Task directions>
Scan the records below for the string "which" and return every line where it appears.

Dataset extract>
◇ ◇ ◇

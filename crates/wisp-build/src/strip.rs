//! Erasure of static-type syntax.
//!
//! The stripper walks the significant tokens once and records byte ranges to
//! delete; the output is the input minus those ranges. Nothing is ever
//! inserted or rewritten, so code outside a recognized type construct
//! (including every string, template and numeric literal) is kept
//! byte-for-byte. Constructs it does not recognize pass through unchanged.
//!
//! Recognized constructs:
//!
//! * `interface` declarations and `type` aliases, including their
//!   `export` / `declare` forms, and `declare ...` ambient statements;
//! * `import type ...` statements and type-only specifiers inside mixed
//!   import lists, and `export type { ... }` re-exports;
//! * type parameter lists on functions, generic arrows, classes and calls;
//! * return-type annotations on functions, methods and arrows;
//! * parameter annotations, optional (`?`) markers and `this` parameters;
//! * variable, class field and catch-clause annotations, plus TypeScript
//!   member modifiers and `implements` clauses;
//! * the `abstract` class modifier, abstract members and bodiless method
//!   signatures;
//! * `as` / `satisfies` assertions and postfix non-null `!`.
//!
//! Blank-line runs left behind by a deletion collapse to a single blank line.

use std::collections::HashSet;
use std::ops::Range;

use crate::lexer::TokenKind;
use crate::syntax::TokenView;

/// Member modifiers that exist only in the type layer.
const TS_MODIFIERS: &[&str] = &[
    "public", "private", "protected", "readonly", "override", "declare", "abstract",
];

/// Modifiers that stay in the emitted class body.
const JS_MODIFIERS: &[&str] = &["static", "async", "get", "set", "accessor", "*"];

/// Tokens after which a line break does not end the expression.
const CONTINUATION: &[&str] = &[
    ".", "?.", "=", "(", "[", ",", ":", "?", "+", "-", "*", "/", "%", "&&", "||", "??", "=>",
    "!", "<", ">", "|", "&", "return", "typeof", "await", "new", "extends",
];

/// Return `source` with the type annotations removed.
pub fn strip_types(source: &str) -> String {
    let view = TokenView::new(source);
    let mut stripper = Stripper::new(&view);
    stripper.run();
    let stripped = stripper.finish();
    tracing::debug!(
        input_bytes = source.len(),
        output_bytes = stripped.len(),
        "Stripped type annotations"
    );
    stripped
}

struct Stripper<'v, 'a> {
    view: &'v TokenView<'a>,
    removed: Vec<Range<usize>>,
    dead: Vec<bool>,
    params_done: HashSet<usize>,
}
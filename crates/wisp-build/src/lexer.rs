//! A small, lossless tokenizer for the accepted source dialect.
//!
//! Every byte of the input belongs to exactly one token, so any text can be
//! rebuilt from the token spans. Whitespace and comments are kept as trivia.
//! The lexer never fails: unterminated literals run to the end of their line
//! (or of the input) and unknown characters become single-character
//! punctuators.

#[derive(Debug, Clone, Copy, PartialEq, Eq)]
pub enum TokenKind {
    Whitespace,
    LineComment,
    BlockComment,
    Ident,
    Number,
    String,
    Template,
    Regex,
    Punct,
}

#[derive(Debug, Clone, Copy, PartialEq, Eq)]
pub struct Token {
    pub kind: TokenKind,
    pub start: usize,
    pub end: usize,
}

impl Token {
    pub fn text<'a>(&self, src: &'a str) -> &'a str {
        &src[self.start..self.end]
    }

    pub fn is_trivia(&self) -> bool {
        matches!(
            self.kind,
            TokenKind::Whitespace | TokenKind::LineComment | TokenKind::BlockComment
        )
    }
}

/// Multi-character punctuators, longest first.
///
/// `>` is never merged with what follows it so that nested generic argument
/// lists (`Array<Array<T>>`) close one level per token.
const PUNCTUATORS: &[&str] = &[
    "...", "===", "!==", "**=", "<<=", "&&=", "||=", "??=", "=>", "==", "!=", "<=", "&&", "||",
    "??", "?.", "++", "--", "+=", "-=", "*=", "/=", "%=", "&=", "|=", "^=", "**", "<<",
];

/// Keywords after which a `/` starts a regular expression rather than a division.
const REGEX_PREFIX_KEYWORDS: &[&str] = &[
    "return", "typeof", "instanceof", "in", "of", "new", "delete", "void", "throw", "case", "do",
    "else", "yield", "await",
];

pub fn tokenize(src: &str) -> Vec<Token> {
    let mut lexer = Lexer::new(src, 0);
    let mut tokens = Vec::new();
    while let Some(token) = lexer.next_token() {
        tokens.push(token);
    }
    tokens
}

struct Lexer<'a> {
    src: &'a str,
    bytes: &'a [u8],
    pos: usize,
    prev_significant: Option<Token>,
}

impl<'a> Lexer<'a> {
    fn new(src: &'a str, pos: usize) -> Self {
        Self {
            src,
            bytes: src.as_bytes(),
            pos,
            prev_significant: None,
        }
    }

    fn peek(&self, offset: usize) -> Option<u8> {
        self.bytes.get(self.pos + offset).copied()
    }

    fn next_token(&mut self) -> Option<Token> {
        let start = self.pos;
        let first = self.peek(0)?;
        let kind = match first {
            b' ' | b'\t' | b'\n' | b'\r' | 0x0b | 0x0c => {
                while matches!(self.peek(0), Some(b' ' | b'\t' | b'\n' | b'\r' | 0x0b | 0x0c)) {
                    self.pos += 1;
                }
                TokenKind::Whitespace
            }
            b'/' if self.peek(1) == Some(b'/') => {
                while !matches!(self.peek(0), None | Some(b'\n')) {
                    self.pos += 1;
                }
                TokenKind::LineComment
            }
            b'/' if self.peek(1) == Some(b'*') => {
                self.pos += 2;
                match self.src[self.pos..].find("*/") {
                    Some(offset) => self.pos += offset + 2,
                    None => self.pos = self.bytes.len(),
                }
                TokenKind::BlockComment
            }
            b'/' if self.regex_allowed() && self.scan_regex() => TokenKind::Regex,
            b'"' | b'\'' => {
                self.scan_string(first);
                TokenKind::String
            }
            b'`' => {
                self.scan_template();
                TokenKind::Template
            }
            b'0'..=b'9' => {
                self.scan_number();
                TokenKind::Number
            }
            b'.' if matches!(self.peek(1), Some(b'0'..=b'9')) => {
                self.scan_number();
                TokenKind::Number
            }
            b'#' if self.peek(1).is_some_and(is_ident_start) => {
                self.pos += 1;
                self.scan_ident();
                TokenKind::Ident
            }
            c if is_ident_start(c) => {
                self.scan_ident();
                TokenKind::Ident
            }
            _ => {
                self.scan_punct();
                TokenKind::Punct
            }
        };

        let token = Token {
            kind,
            start,
            end: self.pos,
        };
        if !token.is_trivia() {
            self.prev_significant = Some(token);
        }
        Some(token)
    }

    fn regex_allowed(&self) -> bool {
        let Some(prev) = self.prev_significant else {
            return true;
        };
        let text = prev.text(self.src);
        match prev.kind {
            TokenKind::Ident => REGEX_PREFIX_KEYWORDS.contains(&text),
            TokenKind::Number | TokenKind::String | TokenKind::Template | TokenKind::Regex => false,
            TokenKind::Punct => !matches!(text, ")" | "]" | "}" | "++" | "--"),
            _ => true,
        }
    }

    /// Consume a regular expression literal. Returns false, consuming nothing,
    /// if the literal is not closed on the same line.
    fn scan_regex(&mut self) -> bool {
        let mut pos = self.pos + 1;
        let mut in_class = false;
        loop {
            match self.bytes.get(pos) {
                None | Some(b'\n') => return false,
                Some(b'\\') => pos += 2,
                Some(b'[') => {
                    in_class = true;
                    pos += 1;
                }
                Some(b']') => {
                    in_class = false;
                    pos += 1;
                }
                Some(b'/') if !in_class => {
                    pos += 1;
                    break;
                }
                Some(_) => pos += 1,
            }
        }
        while self.bytes.get(pos).is_some_and(|&c| is_ident_continue(c)) {
            pos += 1;
        }
        self.pos = pos;
        true
    }

    fn scan_string(&mut self, quote: u8) {
        self.pos += 1;
        while let Some(c) = self.peek(0) {
            match c {
                b'\\' => self.pos = (self.pos + 2).min(self.bytes.len()),
                b'\n' => return,
                c if c == quote => {
                    self.pos += 1;
                    return;
                }
                _ => self.pos += 1,
            }
        }
    }

    fn scan_template(&mut self) {
        self.pos += 1;
        while let Some(c) = self.peek(0) {
            match c {
                b'\\' => self.pos = (self.pos + 2).min(self.bytes.len()),
                b'`' => {
                    self.pos += 1;
                    return;
                }
                b'$' if self.peek(1) == Some(b'{') => {
                    self.pos += 2;
                    self.pos = self.skip_substitution();
                }
                _ => self.pos += 1,
            }
        }
    }

    /// Lex the code inside a `${ ... }` substitution and return the position
    /// just past its closing brace.
    fn skip_substitution(&self) -> usize {
        let mut inner = Lexer::new(self.src, self.pos);
        let mut depth = 0usize;
        while let Some(token) = inner.next_token() {
            if token.kind != TokenKind::Punct {
                continue;
            }
            match token.text(self.src) {
                "{" => depth += 1,
                "}" if depth == 0 => return token.end,
                "}" => depth -= 1,
                _ => {}
            }
        }
        self.bytes.len()
    }

    fn scan_number(&mut self) {
        let hex = self.peek(0) == Some(b'0') && matches!(self.peek(1), Some(b'x' | b'X'));
        while let Some(c) = self.peek(0) {
            if c.is_ascii_alphanumeric() || c == b'_' || c == b'.' {
                self.pos += 1;
            } else if matches!(c, b'+' | b'-')
                && !hex
                && matches!(self.bytes.get(self.pos - 1), Some(b'e' | b'E'))
            {
                self.pos += 1;
            } else {
                break;
            }
        }
    }

    fn scan_ident(&mut self) {
        while let Some(c) = self.peek(0) {
            if is_ident_continue(c) {
                self.pos += 1;
            } else {
                break;
            }
        }
    }

    fn scan_punct(&mut self) {
        let rest = &self.src[self.pos..];
        if rest.starts_with("?.") && matches!(self.peek(2), Some(b'0'..=b'9')) {
            self.pos += 1;
            return;
        }
        if let Some(punct) = PUNCTUATORS.iter().find(|p| rest.starts_with(*p)) {
            self.pos += punct.len();
            return;
        }
        let width = rest.chars().next().map_or(1, char::len_utf8);
        self.pos += width;
    }
}

fn is_ident_start(c: u8) -> bool {
    c.is_ascii_alphabetic() || c == b'_' || c == b'$' || c >= 0x80
}

fn is_ident_continue(c: u8) -> bool {
    is_ident_start(c) || c.is_ascii_digit()
}

#[cfg(test)]
mod tests {
    use super::*;

    fn significant(src: &str) -> Vec<(TokenKind, &str)> {
        tokenize(src)
            .into_iter()
            .filter(|t| !t.is_trivia())
            .map(|t| (t.kind, t.text(src)))
            .collect()
    }

    #[test]
    fn tokens_cover_every_byte() {
        let src = "const a = `x${b + `y${c}`}z`; // done\n/* block */ let r = /a\\/b[/]/g;";
        let rebuilt: String = tokenize(src).iter().map(|t| t.text(src)).collect();
        assert_eq!(rebuilt, src);
    }

    #[test]
    fn comments_and_strings_are_single_tokens() {
        let src = "// export function fake() {}\nconst s = \"export function alsoFake(\";";
        let tokens = significant(src);
        assert_eq!(
            tokens,
            vec![
                (TokenKind::Ident, "const"),
                (TokenKind::Ident, "s"),
                (TokenKind::Punct, "="),
                (TokenKind::String, "\"export function alsoFake(\""),
                (TokenKind::Punct, ";"),
            ]
        );
    }

    #[test]
    fn template_substitutions_nest() {
        let src = "`a ${ { b: `c ${d}` }.b } e` + 1";
        let tokens = significant(src);
        assert_eq!(tokens[0].0, TokenKind::Template);
        assert_eq!(tokens[0].1, "`a ${ { b: `c ${d}` }.b } e`");
        assert_eq!(tokens[1], (TokenKind::Punct, "+"));
    }

    #[test]
    fn slash_after_expression_is_division() {
        let tokens = significant("x = a / b / c");
        assert!(tokens.iter().all(|(kind, _)| *kind != TokenKind::Regex));

        let tokens = significant("return /ab+c/i.test(s)");
        assert_eq!(tokens[1], (TokenKind::Regex, "/ab+c/i"));
    }

    #[test]
    fn greater_than_is_never_merged() {
        let tokens = significant("Array<Array<T>>");
        let closers = tokens.iter().filter(|(_, text)| *text == ">").count();
        assert_eq!(closers, 2);
    }

    #[test]
    fn numbers_with_exponents() {
        let tokens = significant("1e-5 + 0x1F - .5");
        assert_eq!(tokens[0], (TokenKind::Number, "1e-5"));
        assert_eq!(tokens[2], (TokenKind::Number, "0x1F"));
        assert_eq!(tokens[4], (TokenKind::Number, ".5"));
    }

    #[test]
    fn unterminated_string_stops_at_newline() {
        let src = "'abc\nnext";
        let tokens = significant(src);
        assert_eq!(tokens[0], (TokenKind::String, "'abc"));
        assert_eq!(tokens[1], (TokenKind::Ident, "next"));
    }
}
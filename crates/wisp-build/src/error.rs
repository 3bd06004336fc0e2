use thiserror::Error;

#[derive(Debug, Error)]
pub enum BuildError {
    /// The source declares nothing the dispatcher could call.
    #[error("no exported functions found")]
    NoExports,
}
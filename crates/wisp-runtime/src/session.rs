//! Scoped ownership of an isolated runtime.
//!
//! A [`Session`] exists only once its runtime has been created and the worker
//! files written into it. [`Session::release`] stops the runtime; a session
//! dropped without being released (a cancelled task, a caller that went
//! away) schedules the stop on the ambient tokio runtime instead.

use std::sync::Arc;

use tokio::sync::mpsc;
use wisp_build::{FunctionManifest, WorkerArtifact};

use crate::error::RuntimeError;
use crate::event::InvocationEvent;
use crate::provider::{CommandSpec, ExecutionProvider, IsolatedRuntime};
use crate::transport::{self, Completed};

/// Where the worker files go inside a runtime, and how the script is run.
#[derive(Debug, Clone, PartialEq, Eq)]
pub struct ScriptLayout {
    pub interpreter: String,
    /// Arguments placed between the interpreter and the script path.
    pub interpreter_args: Vec<String>,
    pub script_name: String,
    pub manifest_name: String,
}

impl Default for ScriptLayout {
    fn default() -> Self {
        Self {
            interpreter: "node".into(),
            interpreter_args: Vec::new(),
            script_name: "worker.mjs".into(),
            manifest_name: "manifest.json".into(),
        }
    }
}

impl ScriptLayout {
    /// `interpreter [args..] script function payload`
    pub fn command(&self, function: &str, payload: &str) -> CommandSpec {
        let mut args = self.interpreter_args.clone();
        args.push(self.script_name.clone());
        args.push(function.to_string());
        args.push(payload.to_string());
        CommandSpec {
            program: self.interpreter.clone(),
            args,
        }
    }
}

/// Owner of one isolated runtime holding one worker artifact.
pub struct Session {
    handle: SessionHandle,
    released: bool,
}

/// Cloneable view of a live session, used to run invocations.
#[derive(Clone)]
pub struct SessionHandle {
    runtime: Arc<dyn IsolatedRuntime>,
    layout: Arc<ScriptLayout>,
    manifest: Arc<FunctionManifest>,
    source_digest: Arc<str>,
}

impl Session {
    /// Create a runtime and write the script and manifest into it.
    ///
    /// If writing fails the runtime is stopped before the error is returned.
    pub async fn open(
        provider: &dyn ExecutionProvider,
        artifact: &WorkerArtifact,
        layout: ScriptLayout,
    ) -> Result<Self, RuntimeError> {
        let runtime = provider.create_runtime().await.map_err(|e| {
            RuntimeError::Session(format!("{}: failed to create runtime: {e:#}", provider.name()))
        })?;
        tracing::info!(
            provider = provider.name(),
            runtime_id = runtime.id(),
            source_digest = artifact.source_digest,
            "Runtime created"
        );

        let session = Session {
            handle: SessionHandle {
                runtime,
                layout: Arc::new(layout),
                manifest: Arc::new(artifact.manifest().clone()),
                source_digest: artifact.source_digest.as_str().into(),
            },
            released: false,
        };

        if let Err(e) = session.write_artifact(artifact).await {
            if let Err(stop_err) = session.release().await {
                tracing::warn!("Teardown after failed write also failed: {stop_err}");
            }
            return Err(e);
        }
        Ok(session)
    }

    async fn write_artifact(&self, artifact: &WorkerArtifact) -> Result<(), RuntimeError> {
        let handle = &self.handle;
        let manifest = artifact.manifest_json()?;
        let layout = &handle.layout;

        handle
            .runtime
            .write_file(&layout.script_name, artifact.script.source().as_bytes())
            .await
            .map_err(|e| RuntimeError::Session(format!("writing {}: {e:#}", layout.script_name)))?;
        handle
            .runtime
            .write_file(&layout.manifest_name, manifest.as_bytes())
            .await
            .map_err(|e| {
                RuntimeError::Session(format!("writing {}: {e:#}", layout.manifest_name))
            })?;
        Ok(())
    }

    pub fn handle(&self) -> &SessionHandle {
        &self.handle
    }

    pub fn runtime_id(&self) -> &str {
        self.handle.runtime_id()
    }

    pub async fn invoke(
        &self,
        function: &str,
        payload: &serde_json::Value,
        events: &mpsc::Sender<InvocationEvent>,
    ) -> Result<Completed, RuntimeError> {
        self.handle.invoke(function, payload, events).await
    }

    /// Stop the runtime and wait for it to be gone.
    pub async fn release(mut self) -> Result<(), RuntimeError> {
        self.released = true;
        let runtime = Arc::clone(&self.handle.runtime);
        let runtime_id = runtime.id().to_string();
        runtime
            .stop()
            .await
            .map_err(|e| RuntimeError::Session(format!("failed to stop runtime {runtime_id}: {e:#}")))?;
        tracing::info!(runtime_id, "Runtime stopped");
        Ok(())
    }
}

impl Drop for Session {
    fn drop(&mut self) {
        if self.released {
            return;
        }
        let runtime = Arc::clone(&self.handle.runtime);
        let runtime_id = runtime.id().to_string();
        match tokio::runtime::Handle::try_current() {
            Ok(rt) => {
                tracing::debug!(runtime_id, "Session dropped unreleased; stopping runtime");
                rt.spawn(async move {
                    match runtime.stop().await {
                        Ok(()) => tracing::info!(runtime_id, "Runtime stopped"),
                        Err(e) => tracing::warn!(runtime_id, "Failed to stop runtime: {e:#}"),
                    }
                });
            }
            Err(_) => {
                tracing::warn!(runtime_id, "Session dropped outside a tokio runtime; runtime not stopped");
            }
        }
    }
}

impl SessionHandle {
    pub fn runtime_id(&self) -> &str {
        self.runtime.id()
    }

    pub fn manifest(&self) -> &FunctionManifest {
        &self.manifest
    }

    pub fn source_digest(&self) -> &str {
        &self.source_digest
    }

    /// Run one function with `payload` and stream its logs to `events`.
    pub async fn invoke(
        &self,
        function: &str,
        payload: &serde_json::Value,
        events: &mpsc::Sender<InvocationEvent>,
    ) -> Result<Completed, RuntimeError> {
        let payload = serde_json::to_string(payload)?;
        let command = self.layout.command(function, &payload);
        transport::invoke(self.runtime.as_ref(), &command, events).await
    }
}

/// Open a session, run `body` against it, and release the session on every
/// exit path.
///
/// A teardown failure is logged; it never replaces the body's outcome.
pub async fn with_session<F, Fut, T>(
    provider: &dyn ExecutionProvider,
    artifact: &WorkerArtifact,
    layout: ScriptLayout,
    body: F,
) -> Result<T, RuntimeError>
where
    F: FnOnce(SessionHandle) -> Fut,
    Fut: Future<Output = Result<T, RuntimeError>>,
{
    let session = Session::open(provider, artifact, layout).await?;
    let outcome = body(session.handle().clone()).await;
    if let Err(e) = session.release().await {
        tracing::warn!("{e}");
    }
    outcome
}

◇ ◇ ◇

Solved problem>
/// Tokens after which a line break does not end the expression.
/// Keywords after which a `/` starts a regular expression rather than a division.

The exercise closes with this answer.